» Problem details:
Scan the entries below for the word "when". Copy each line that has it.

Segment Start: Material shown

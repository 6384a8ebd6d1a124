use rust_decimal::Decimal;

use crate::domain::{money::checked_difference, Budget};
use crate::errors::Result;

pub struct RolloverCalculator;

impl RolloverCalculator {
    /// Unspent amount of the previous period's budget. Only strictly positive leftovers count.
    pub fn rollover(
        previous_budget: Option<&Budget>,
        previous_spend: Decimal,
    ) -> Result<Option<Decimal>> {
        let Some(budget) = previous_budget else {
            return Ok(None);
        };
        let leftover =
            checked_difference(budget.total_amount, previous_spend, "computing rollover")?;
        Ok((leftover > Decimal::ZERO).then_some(leftover))
    }
}
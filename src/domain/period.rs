use std::fmt;

use chrono::{DateTime, Utc};
use serde::{Deserialize, Serialize};

use crate::errors::{BudgetError, Result};

/// Enumerates the calendar cadences a budget can be declared for.
#[derive(Debug, Clone, Copy, Serialize, Deserialize, PartialEq, Eq, Hash, PartialOrd, Ord)]
#[serde(rename_all = "SCREAMING_SNAKE_CASE")]
pub enum PeriodKind {
    Monthly,
    Weekly,
    Yearly,
}

impl fmt::Display for PeriodKind {
    fn fmt(&self, f: &mut fmt::Formatter<'_>) -> fmt::Result {
        let label = match self {
            PeriodKind::Monthly => "MONTHLY",
            PeriodKind::Weekly => "WEEKLY",
            PeriodKind::Yearly => "YEARLY",
        };
        f.write_str(label)
    }
}

/// Identifies one concrete period instance, e.g. June 2024 or week 5 of 2024.
///
/// `month` is present only for monthly keys and `week` only for weekly keys.
#[derive(Debug, Clone, Copy, Serialize, Deserialize, PartialEq, Eq, Hash, PartialOrd, Ord)]
pub struct PeriodKey {
    pub kind: PeriodKind,
    pub year: i32,
    #[serde(default, skip_serializing_if = "Option::is_none")]
    pub month: Option<u32>,
    #[serde(default, skip_serializing_if = "Option::is_none")]
    pub week: Option<u32>,
}

pub const MAX_WEEK: u32 = 53;

impl PeriodKey {
    pub fn monthly(year: i32, month: u32) -> Self {
        Self {
            kind: PeriodKind::Monthly,
            year,
            month: Some(month),
            week: None,
        }
    }

    pub fn weekly(year: i32, week: u32) -> Self {
        Self {
            kind: PeriodKind::Weekly,
            year,
            month: None,
            week: Some(week),
        }
    }

    pub fn yearly(year: i32) -> Self {
        Self {
            kind: PeriodKind::Yearly,
            year,
            month: None,
            week: None,
        }
    }

    /// Checks that the optional fields line up with `kind` and sit in range.
    pub fn validate(&self) -> Result<()> {
        match (self.kind, self.month, self.week) {
            (PeriodKind::Monthly, Some(month), None) if (1..=12).contains(&month) => Ok(()),
            (PeriodKind::Weekly, None, Some(week)) if (1..=MAX_WEEK).contains(&week) => Ok(()),
            (PeriodKind::Yearly, None, None) => Ok(()),
            _ => Err(BudgetError::InvalidPeriod(format!(
                "{} key has month {:?} and week {:?}",
                self.kind, self.month, self.week
            ))),
        }
    }

    /// Short human label: `2024-06`, `2024-W05`, or `2024`.
    pub fn label(&self) -> String {
        match (self.kind, self.month, self.week) {
            (PeriodKind::Monthly, Some(month), _) => format!("{}-{:02}", self.year, month),
            (PeriodKind::Weekly, _, Some(week)) => format!("{}-W{:02}", self.year, week),
            _ => self.year.to_string(),
        }
    }
}

impl fmt::Display for PeriodKey {
    fn fmt(&self, f: &mut fmt::Formatter<'_>) -> fmt::Result {
        f.write_str(&self.label())
    }
}

/// Inclusive instant range covering a period, start-of-day to 23:59:59.999.
#[derive(Debug, Clone, Copy, Serialize, Deserialize, PartialEq, Eq)]
pub struct PeriodBounds {
    pub start: DateTime<Utc>,
    pub end: DateTime<Utc>,
}

impl PeriodBounds {
    pub fn contains(&self, instant: DateTime<Utc>) -> bool {
        instant >= self.start && instant <= self.end
    }
}
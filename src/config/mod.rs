use std::path::Path;

use serde::{Deserialize, Serialize};

use crate::errors::{BudgetError, Result};
use crate::utils::persistence::{load_json, save_json_atomic};

pub const DEFAULT_HISTORICAL_WINDOW_MONTHS: u32 = 3;
pub const DEFAULT_SUGGESTION_CATEGORY_LIMIT: usize = 8;

/// Tunables for the overview engine.
#[derive(Debug, Clone, Serialize, Deserialize, PartialEq, Eq)]
#[serde(default)]
pub struct EngineConfig {
    /// Calendar months of history averaged into a suggested budget.
    pub historical_window_months: u32,
    /// Maximum number of categories in a suggested budget.
    pub suggestion_category_limit: usize,
}

impl Default for EngineConfig {
    fn default() -> Self {
        Self {
            historical_window_months: DEFAULT_HISTORICAL_WINDOW_MONTHS,
            suggestion_category_limit: DEFAULT_SUGGESTION_CATEGORY_LIMIT,
        }
    }
}

impl EngineConfig {
    /// Reads a JSON config file, falling back to defaults when the file does not exist.
    pub fn load(path: &Path) -> Result<Self> {
        let config = if path.exists() {
            load_json::<Self>(path)?
        } else {
            Self::default()
        };
        config.validate()?;
        Ok(config)
    }

    pub fn save(&self, path: &Path) -> Result<()> {
        self.validate()?;
        save_json_atomic(self, path)
    }

    pub fn validate(&self) -> Result<()> {
        if self.historical_window_months == 0 {
            return Err(BudgetError::ConfigError(
                "historical_window_months must be at least 1".into(),
            ));
        }
        if self.suggestion_category_limit == 0 {
            return Err(BudgetError::ConfigError(
                "suggestion_category_limit must be at least 1".into(),
            ));
        }
        Ok(())
    }
}
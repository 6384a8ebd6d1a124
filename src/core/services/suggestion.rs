//! Proposes a budget from the monthly average of recent category spend.

use rust_decimal::Decimal;

use crate::config::EngineConfig;
use crate::domain::{ExpenseRecord, SuggestedCategory};
use crate::errors::{BudgetError, Result};

use super::spend_aggregator::SpendAggregator;

#[derive(Debug, Clone, Copy)]
pub struct HistoricalSuggestionEngine {
    window_months: u32,
    category_limit: usize,
}

impl Default for HistoricalSuggestionEngine {
    fn default() -> Self {
        Self::from_config(&EngineConfig::default())
    }
}

impl HistoricalSuggestionEngine {
    pub fn new(window_months: u32, category_limit: usize) -> Self {
        Self {
            window_months: window_months.max(1),
            category_limit,
        }
    }

    pub fn from_config(config: &EngineConfig) -> Self {
        Self::new(
            config.historical_window_months,
            config.suggestion_category_limit,
        )
    }

    pub fn window_months(&self) -> u32 {
        self.window_months
    }

    /// Averages each category's total over the window and keeps the largest few.
    ///
    /// Partial months and months without data still count toward the divisor.
    pub fn suggest(&self, history: &[ExpenseRecord]) -> Result<Vec<SuggestedCategory>> {
        let divisor = Decimal::from(self.window_months);
        let mut suggestions = SpendAggregator::by_category(history)?
            .iter()
            .map(|(category, total)| {
                let amount = total
                    .checked_div(divisor)
                    .ok_or_else(|| BudgetError::overflow("averaging category history"))?;
                Ok(SuggestedCategory {
                    category: category.to_string(),
                    amount,
                })
            })
            .collect::<Result<Vec<_>>>()?;
        suggestions.sort_by(|a, b| b.amount.cmp(&a.amount));
        suggestions.truncate(self.category_limit);
        Ok(suggestions)
    }
}

#[cfg(test)]
mod tests {
    use super::*;
    use crate::domain::BudgetSuggestion;
    use chrono::{TimeZone, Utc};
    use rust_decimal_macros::dec;
    use uuid::Uuid;

    fn history(entries: &[(&str, Decimal)]) -> Vec<ExpenseRecord> {
        let user = Uuid::new_v4();
        let date = Utc.with_ymd_and_hms(2024, 4, 10, 0, 0, 0).unwrap();
        entries
            .iter()
            .map(|(category, amount)| ExpenseRecord::new(user, Some(*category), *amount, date))
            .collect()
    }

    #[test]
    fn averages_over_window() {
        let engine = HistoricalSuggestionEngine::default();
        let suggestions = engine
            .suggest(&history(&[
                ("Food", dec!(600)),
                ("Rent", dec!(3000)),
                ("Food", dec!(300)),
            ]))
            .unwrap();
        assert_eq!(suggestions.len(), 2);
        assert_eq!(suggestions[0].category, "Rent");
        assert_eq!(suggestions[0].amount, dec!(1000));
        assert_eq!(suggestions[1].amount, dec!(300));
    }

    #[test]
    fn truncates_before_totalling() {
        let entries: Vec<(String, Decimal)> = (1..=10)
            .map(|idx| (format!("Cat{idx}"), Decimal::from(idx * 30)))
            .collect();
        let borrowed: Vec<(&str, Decimal)> = entries
            .iter()
            .map(|(name, amount)| (name.as_str(), *amount))
            .collect();
        let engine = HistoricalSuggestionEngine::default();
        let suggestions = engine.suggest(&history(&borrowed)).unwrap();

        assert_eq!(suggestions.len(), 8);
        assert_eq!(suggestions[0].category, "Cat10");
        assert_eq!(suggestions[7].category, "Cat3");
        let suggestion = BudgetSuggestion::from_categories(suggestions)
            .unwrap()
            .expect("non-empty suggestion");
        // (300 + 270 + ... + 90) / 3 with the two smallest categories excluded.
        assert_eq!(suggestion.total, dec!(520));
        assert_eq!(
            suggestion.total,
            suggestion.categories.iter().map(|c| c.amount).sum::<Decimal>()
        );
    }

    #[test]
    fn window_is_at_least_one_month() {
        assert_eq!(HistoricalSuggestionEngine::new(0, 8).window_months(), 1);
        let config = EngineConfig {
            historical_window_months: 6,
            ..EngineConfig::default()
        };
        assert_eq!(HistoricalSuggestionEngine::from_config(&config).window_months(), 6);
    }

    #[test]
    fn empty_history_suggests_nothing() {
        assert!(HistoricalSuggestionEngine::default()
            .suggest(&[])
            .unwrap()
            .is_empty());
    }
}
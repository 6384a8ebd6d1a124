pub mod memory_backend;

use async_trait::async_trait;
use chrono::{DateTime, Utc};
use rust_decimal::Decimal;
use uuid::Uuid;

use crate::{
    domain::{Budget, CategoryLimit, ExpenseRecord, PeriodKey},
    errors::Result,
};

/// Query primitives the engine needs from whatever store holds budgets and transactions.
#[async_trait]
pub trait BudgetStore: Send + Sync {
    async fn user_exists(&self, user_id: Uuid) -> Result<bool>;

    async fn find_budget(&self, user_id: Uuid, period: &PeriodKey) -> Result<Option<Budget>>;

    /// Expense records dated within `start..=end`. Income is never returned.
    async fn find_expenses(
        &self,
        user_id: Uuid,
        start: DateTime<Utc>,
        end: DateTime<Utc>,
    ) -> Result<Vec<ExpenseRecord>>;

    /// Creates the budget for `(user_id, period)` or replaces its total and limits.
    ///
    /// Must be atomic: readers never observe the new total with stale or missing limits.
    async fn replace_budget(
        &self,
        user_id: Uuid,
        period: &PeriodKey,
        total_amount: Decimal,
        category_limits: Vec<CategoryLimit>,
    ) -> Result<Budget>;
}

pub use memory_backend::MemoryStore;
use chrono::{DateTime, Utc};
use rust_decimal::Decimal;
use serde::{Deserialize, Serialize};

use super::money::checked_sum;
use super::period::PeriodKind;
use crate::errors::Result;

/// Spend against one category, with its limit when one is configured.
#[derive(Debug, Clone, Serialize, Deserialize, PartialEq, Eq)]
pub struct CategoryBudgetStat {
    pub category: String,
    #[serde(with = "rust_decimal::serde::float_option")]
    pub budget_amount: Option<Decimal>,
    #[serde(with = "rust_decimal::serde::float")]
    pub spent: Decimal,
    #[serde(with = "rust_decimal::serde::float")]
    pub remaining: Decimal,
    pub overspent: bool,
}

#[derive(Debug, Clone, Serialize, Deserialize, PartialEq, Eq)]
pub struct SuggestedCategory {
    pub category: String,
    #[serde(with = "rust_decimal::serde::float")]
    pub amount: Decimal,
}

/// Budget proposal derived from recent history.
#[derive(Debug, Clone, Serialize, Deserialize, PartialEq, Eq)]
pub struct BudgetSuggestion {
    pub categories: Vec<SuggestedCategory>,
    #[serde(with = "rust_decimal::serde::float")]
    pub total: Decimal,
}

impl BudgetSuggestion {
    /// Returns `None` for an empty list so callers can omit the suggestion entirely.
    pub fn from_categories(categories: Vec<SuggestedCategory>) -> Result<Option<Self>> {
        if categories.is_empty() {
            return Ok(None);
        }
        let total = checked_sum(
            categories.iter().map(|entry| entry.amount),
            "totalling a suggestion",
        )?;
        Ok(Some(Self { categories, total }))
    }
}

#[derive(Debug, Clone, Copy, Serialize, Deserialize, PartialEq, Eq)]
pub struct Projection {
    pub projected_spend: Decimal,
    pub projected_over_by: Option<Decimal>,
}

/// Everything the engine reports about the current period of one user.
#[derive(Debug, Clone, Serialize, Deserialize, PartialEq, Eq)]
pub struct BudgetOverview {
    pub period: PeriodKind,
    pub year: i32,
    #[serde(default, skip_serializing_if = "Option::is_none")]
    pub month: Option<u32>,
    #[serde(default, skip_serializing_if = "Option::is_none")]
    pub week: Option<u32>,
    pub period_start: DateTime<Utc>,
    pub period_end: DateTime<Utc>,
    #[serde(with = "rust_decimal::serde::float_option")]
    pub budget_amount: Option<Decimal>,
    #[serde(with = "rust_decimal::serde::float")]
    pub spent: Decimal,
    #[serde(with = "rust_decimal::serde::float")]
    pub remaining: Decimal,
    pub overspent: bool,
    pub categories: Vec<CategoryBudgetStat>,
    #[serde(with = "rust_decimal::serde::float_option")]
    pub rollover_leftover: Option<Decimal>,
    #[serde(
        default,
        skip_serializing_if = "Option::is_none",
        with = "rust_decimal::serde::float_option"
    )]
    pub auto_suggested_total: Option<Decimal>,
    #[serde(default, skip_serializing_if = "Option::is_none")]
    pub auto_suggested_categories: Option<Vec<SuggestedCategory>>,
    #[serde(with = "rust_decimal::serde::float_option")]
    pub projected_spend: Option<Decimal>,
    #[serde(with = "rust_decimal::serde::float_option")]
    pub projected_over_by: Option<Decimal>,
}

Segment End: Material shown

» Exercise response:
    /// Reads a JSON config file, falling back to defaults when the file does not exist.
/// Spend against one category, with its limit when one is configured.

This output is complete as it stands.